Of a sudden, a melodic sound interceded all others, thus seized his state of fascination and stopped him dead in his tracks. A person was humming, that individual partly hidden because of garden bushes twenty feet away. Moving another ten feet, he stopped just before stepping on a garden hose stretched across the walkway and beneath the hedge. To his right a woman on hands and knees was working. She wore a broad-brim straw hat, cotton yard apron over a brightly colored checkered shirt, yellow leather gloves, and jeans from what he could see spotted copiously with dirt stains. Trowel in hand, she busily scooped dirt from beneath a rose bush in a garden that extended from the right side of the house and outward in a circular fashion bordered by petite yellow flowers and aztec border grass. She hadn’t heard him approach; seemed lost in labor as she hummed a tune he was unfamiliar.
He coughed intentionally, remained still.
She gasped, turned her head abruptly, in the same motion twisted around on both knees. Lifting her free hand up to shade her eyes from the bright sun at Gordy's back silhouetting him, she evaluated him briefly. Recognizing the stranger hadn’t moved toward her threateningly, as a menacing intruder might, she spoke in distinguished English accent, “Whom might you be, fair gentleman?”
“Howdy, ma’am, I’m Gordy, the yardman, actually, Gordon Pratt. I’m sorry to have intruded, perhaps disturbed and frightened you.”
She removed protective glasses, pushed back the straw hat and wiped sweat from her brow with a shirt sleeve. Bracing a gloved hand on her knee for support, the other grasping the trowel, she stood up, sighed relief as she stretched out kinks. Once she readjusted her hat, dusted off apron and lower jeans, she commented, “Well, Mr. Gordy the yardman, now that I’m a smite more presentable, my name is Trisha Newberry, the proprietor here.”
“Pleasure to meet you, ma’am. I’m from New Hope neighborhood off Madola Road out from Epworth. I’m out looking for work should you desire my service.”
“I see. You showing up is sort of a surprise, Gordy.”
“Again, ma’am, I apologize.”
“The area you’re speaking of …I know it quite well, have a friend lives a short distance off Madola Road, Elaine Dukes. Elaine is a talented seamstress and crafter, does some special interior work for me, curtains, quilts, and such.”

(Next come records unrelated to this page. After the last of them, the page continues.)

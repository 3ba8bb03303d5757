//! Zulip Chat Transport - Implementation of ChatTransport over Zulip's REST API.
//!
//! Registers an event queue for `message` events, long-polls it, and posts
//! replies as stream messages. Authenticates with the bot's email and API key
//! (HTTP basic auth).
//!
//! # Queue lifecycle
//!
//! The queue is registered lazily on the first poll. When the server reports
//! `BAD_EVENT_QUEUE_ID` (queue garbage-collected after inactivity), the stored
//! queue is dropped and the next poll registers a fresh one.

use async_trait::async_trait;
use reqwest::{Client, Response};
use secrecy::{ExposeSecret, Secret};
use serde::Deserialize;
use std::time::Duration;
use tokio::sync::Mutex;

use crate::ports::{ChatError, ChatTransport, InboundMessage, MessageKind, ReplyTarget};

/// Server-side long-poll window plus slack.
const DEFAULT_LONG_POLL_TIMEOUT: Duration = Duration::from_secs(90);

/// Configuration for the Zulip transport.
#[derive(Debug, Clone)]
pub struct ZulipConfig {
    /// Server URL, e.g. `https://chat.example.com`.
    pub base_url: String,
    /// Bot account email.
    pub email: String,
    /// Bot API key.
    api_key: Secret<String>,
    /// Timeout for the long-poll request.
    pub long_poll_timeout: Duration,
    /// Timeout for register and send requests.
    pub request_timeout: Duration,
}

impl ZulipConfig {
    pub fn new(
        base_url: impl Into<String>,
        email: impl Into<String>,
        api_key: impl Into<String>,
    ) -> Self {
        Self {
            base_url: base_url.into().trim_end_matches('/').to_string(),
            email: email.into(),
            api_key: Secret::new(api_key.into()),
            long_poll_timeout: DEFAULT_LONG_POLL_TIMEOUT,
            request_timeout: Duration::from_secs(30),
        }
    }

    pub fn with_long_poll_timeout(mut self, timeout: Duration) -> Self {
        self.long_poll_timeout = timeout;
        self
    }

    fn api_url(&self, path: &str) -> String {
        format!("{}/api/v1/{}", self.base_url, path)
    }
}

#[derive(Debug, Clone, PartialEq, Eq)]
struct QueueState {
    queue_id: String,
    last_event_id: i64,
}

/// Zulip API client.
pub struct ZulipClient {
    config: ZulipConfig,
    client: Client,
    queue: Mutex<Option<QueueState>>,
}

impl ZulipClient {
    pub fn new(config: ZulipConfig) -> Result<Self, ChatError> {
        let client = Client::builder()
            .build()
            .map_err(|e| ChatError::Network(format!("Failed to create HTTP client: {}", e)))?;

        Ok(Self {
            config,
            client,
            queue: Mutex::new(None),
        })
    }

    /// Bot account email; messages from it are the bot's own.
    pub fn bot_email(&self) -> &str {
        &self.config.email
    }

    async fn register_queue(&self) -> Result<QueueState, ChatError> {
        tracing::debug!(url = %self.config.base_url, "Registering event queue");

        let response = self
            .client
            .post(self.config.api_url("register"))
            .basic_auth(&self.config.email, Some(self.config.api_key.expose_secret()))
            .timeout(self.config.request_timeout)
            .form(&[
                ("event_types", r#"["message"]"#),
                ("all_public_streams", "true"),
                ("apply_markdown", "false"),
            ])
            .send()
            .await
            .map_err(network_error)?;

        let body: RegisterResponse = parse_body(response).await?;
        tracing::info!(
            queue_id = %body.queue_id,
            last_event_id = body.last_event_id,
            "Registered event queue"
        );
        Ok(QueueState {
            queue_id: body.queue_id,
            last_event_id: body.last_event_id,
        })
    }
}

#[async_trait]
impl ChatTransport for ZulipClient {
    async fn poll_messages(&self) -> Result<Vec<InboundMessage>, ChatError> {
        let mut queue = self.queue.lock().await;
        if queue.is_none() {
            *queue = Some(self.register_queue().await?);
        }
        let Some(state) = queue.as_mut() else {
            return Err(ChatError::QueueExpired);
        };

        let last_event_id = state.last_event_id.to_string();
        let response = self
            .client
            .get(self.config.api_url("events"))
            .basic_auth(&self.config.email, Some(self.config.api_key.expose_secret()))
            .timeout(self.config.long_poll_timeout)
            .query(&[
                ("queue_id", state.queue_id.as_str()),
                ("last_event_id", last_event_id.as_str()),
            ])
            .send()
            .await
            .map_err(network_error)?;

        let body: EventsResponse = match parse_body(response).await {
            Ok(body) => body,
            Err(ChatError::QueueExpired) => {
                tracing::warn!(queue_id = %state.queue_id, "Event queue expired, re-registering");
                *queue = None;
                return Err(ChatError::QueueExpired);
            }
            Err(err) => return Err(err),
        };

        let mut messages = Vec::new();
        for event in body.events {
            state.last_event_id = state.last_event_id.max(event.id);
            if event.kind != "message" {
                continue;
            }
            if let Some(message) = event.message {
                messages.push(message.into_inbound());
            }
        }

        if !messages.is_empty() {
            tracing::debug!(
                count = messages.len(),
                last_event_id = state.last_event_id,
                "Received messages"
            );
        }
        Ok(messages)
    }

    async fn send_reply(&self, target: &ReplyTarget, text: &str) -> Result<(), ChatError> {
        let stream = target.stream_ref();
        let response = self
            .client
            .post(self.config.api_url("messages"))
            .basic_auth(&self.config.email, Some(self.config.api_key.expose_secret()))
            .timeout(self.config.request_timeout)
            .form(&[
                ("type", "stream"),
                ("to", stream.as_str()),
                ("topic", target.topic.as_str()),
                ("content", text),
            ])
            .send()
            .await
            .map_err(network_error)?;

        let _: SendResponse = parse_body(response).await?;
        tracing::debug!(stream = %stream, topic = %target.topic, len = text.len(), "Reply sent");
        Ok(())
    }
}

fn network_error(e: reqwest::Error) -> ChatError {
    ChatError::Network(e.to_string())
}

/// Decodes a Zulip response, mapping `result: "error"` payloads.
async fn parse_body<T: for<'de> Deserialize<'de>>(response: Response) -> Result<T, ChatError> {
    let status = response.status().as_u16();
    let text = response.text().await.map_err(network_error)?;

    if status == 401 {
        return Err(ChatError::AuthenticationFailed);
    }
    if !(200..300).contains(&status) {
        let error: ZulipError = serde_json::from_str(&text).unwrap_or_else(|_| ZulipError {
            msg: text.clone(),
            code: None,
        });
        if error.code.as_deref() == Some("BAD_EVENT_QUEUE_ID") {
            return Err(ChatError::QueueExpired);
        }
        return Err(ChatError::Api {
            status,
            message: error.msg,
        });
    }

    serde_json::from_str(&text).map_err(|e| ChatError::Parse(e.to_string()))
}

// ----- Zulip API Types -----

#[derive(Debug, Deserialize)]
struct ZulipError {
    #[serde(default)]
    msg: String,
    code: Option<String>,
}

#[derive(Debug, Deserialize)]
struct RegisterResponse {
    queue_id: String,
    last_event_id: i64,
}

#[derive(Debug, Deserialize)]
struct SendResponse {
    #[allow(dead_code)]
    id: Option<u64>,
}

#[derive(Debug, Deserialize)]
struct EventsResponse {
    #[serde(default)]
    events: Vec<ZulipEvent>,
}

#[derive(Debug, Deserialize)]
struct ZulipEvent {
    id: i64,
    #[serde(rename = "type")]
    kind: String,
    message: Option<ZulipMessage>,
}

#[derive(Debug, Deserialize)]
struct ZulipMessage {
    id: u64,
    #[serde(rename = "type")]
    kind: String,
    #[serde(default)]
    display_recipient: serde_json::Value,
    stream_id: Option<u64>,
    #[serde(default)]
    subject: String,
    sender_id: u64,
    #[serde(default)]
    sender_email: String,
    #[serde(default)]
    sender_full_name: String,
    #[serde(default)]
    content: String,
    #[serde(default)]
    timestamp: i64,
}

impl ZulipMessage {
    fn into_inbound(self) -> InboundMessage {
        let kind = if self.kind == "stream" {
            MessageKind::Stream
        } else {
            MessageKind::Private
        };
        InboundMessage {
            id: self.id,
            kind,
            stream_id: self.stream_id,
            stream_name: self.display_recipient.as_str().unwrap_or_default().to_string(),
            topic: self.subject,
            sender_id: self.sender_id,
            sender_email: self.sender_email,
            sender_name: self.sender_full_name,
            content: self.content,
            timestamp: self.timestamp,
        }
    }
}

#[cfg(test)]
mod tests {
    use super::*;
    use httpmock::prelude::*;
    use serde_json::json;

    fn client(server: &MockServer) -> ZulipClient {
        ZulipClient::new(ZulipConfig::new(server.base_url(), "bot@example.com", "secret")).unwrap()
    }

    fn message_event(id: i64, content: &str) -> serde_json::Value {
        json!({
            "id": id,
            "type": "message",
            "message": {
                "id": 100 + id,
                "type": "stream",
                "display_recipient": "youtrack",
                "stream_id": 7,
                "subject": "create issue",
                "sender_id": 42,
                "sender_email": "dev@example.com",
                "sender_full_name": "Dev",
                "content": content,
                "timestamp": 1_700_000_000
            }
        })
    }

    #[tokio::test]
    async fn registers_then_polls_and_advances_event_id() {
        let server = MockServer::start();
        let register = server.mock(|when, then| {
            when.method(POST)
                .path("/api/v1/register")
                .header_exists("authorization")
                .body_includes("all_public_streams=true");
            then.status(200)
                .json_body(json!({"result": "success", "queue_id": "q1", "last_event_id": -1}));
        });
        let first = server.mock(|when, then| {
            when.method(GET)
                .path("/api/v1/events")
                .query_param("queue_id", "q1")
                .query_param("last_event_id", "-1");
            then.status(200).json_body(json!({
                "result": "success",
                "events": [message_event(0, "Fix login"), {"id": 1, "type": "heartbeat"}]
            }));
        });
        let second = server.mock(|when, then| {
            when.method(GET)
                .path("/api/v1/events")
                .query_param("queue_id", "q1")
                .query_param("last_event_id", "1");
            then.status(200).json_body(json!({"result": "success", "events": []}));
        });

        let zulip = client(&server);
        let batch = zulip.poll_messages().await.unwrap();
        let empty = zulip.poll_messages().await.unwrap();

        register.assert_calls(1);
        first.assert_calls(1);
        second.assert_calls(1);
        assert_eq!(batch.len(), 1);
        assert_eq!(batch[0].content, "Fix login");
        assert_eq!(batch[0].stream_name, "youtrack");
        assert_eq!(batch[0].kind, MessageKind::Stream);
        assert!(empty.is_empty());
    }

    #[tokio::test]
    async fn expired_queue_is_re_registered() {
        let server = MockServer::start();
        let register = server.mock(|when, then| {
            when.method(POST).path("/api/v1/register");
            then.status(200)
                .json_body(json!({"result": "success", "queue_id": "q1", "last_event_id": 5}));
        });
        server.mock(|when, then| {
            when.method(GET).path("/api/v1/events");
            then.status(400).json_body(json!({
                "result": "error",
                "msg": "Bad event queue ID: q1",
                "code": "BAD_EVENT_QUEUE_ID",
                "queue_id": "q1"
            }));
        });

        let zulip = client(&server);
        let err = zulip.poll_messages().await.unwrap_err();
        assert!(matches!(err, ChatError::QueueExpired));
        assert!(zulip.queue.lock().await.is_none());

        let _ = zulip.poll_messages().await;
        register.assert_calls(2);
    }

    #[tokio::test]
    async fn sends_stream_reply() {
        let server = MockServer::start();
        let send = server.mock(|when, then| {
            when.method(POST)
                .path("/api/v1/messages")
                .body_includes("type=stream")
                .body_includes("to=7")
                .body_includes("topic=create+issue")
                .body_includes("content=Created+APP-1");
            then.status(200).json_body(json!({"result": "success", "id": 555}));
        });

        let target = ReplyTarget {
            stream_id: Some(7),
            stream_name: "youtrack".into(),
            topic: "create issue".into(),
        };
        client(&server).send_reply(&target, "Created APP-1").await.unwrap();

        send.assert();
    }

    #[tokio::test]
    async fn unauthorized_is_reported() {
        let server = MockServer::start();
        server.mock(|when, then| {
            when.method(POST).path("/api/v1/register");
            then.status(401).json_body(json!({"result": "error", "msg": "Invalid API key"}));
        });

        let err = client(&server).poll_messages().await.unwrap_err();

        assert!(matches!(err, ChatError::AuthenticationFailed));
    }
}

She tossed the trowel on the ground next to a toolbox containing an array of yard tools, then stepped carefully across the low hedge and onto the walkway. Several feet from him, she propped both gloved hands on her hips and studied him intently. Not truly receptive immediately to a total stranger and his dog venturing into her gated premises, he with a shovel attached to a rope slung over one shoulder, a wheelbarrow left inside the entrance gate, dressed casually much as any hard yard-worker might, she measured him up and down, surmised him to be forthright, honest, harmless. Normally she or any wary person would have immediately dismissed him and the dog. But there seemed something special about this man Gordy. He was clean-shaven. His wavy brownish not too shaggy hair was kept mostly under a workman’s cap, not disorderly as with some local fellows. Most intriguing, he seemed kind, and mannerly, dog also. Yes, there was something unexplainable about Gordy that intrigued her and she refused to discharge him. She looked from him and off, to scan her enclosure with numerous gardens abounding with manicured plants, blooming flowers, shrubs, small trees — some that bore fruit, tall trees, several patches of clover. In the backyard an expansive apple grove provided late summer and fall delicious apples of several varieties. Her eyes swept to the colorful stone walkway and hedge bordering it, and onward across to the brick wall skirting her property with ivy adorning it. All in all her kingdom of delight was a collection she had worked years to be the envy of town citizens and the Fragrant Roses Garden Club for which she was a charter member.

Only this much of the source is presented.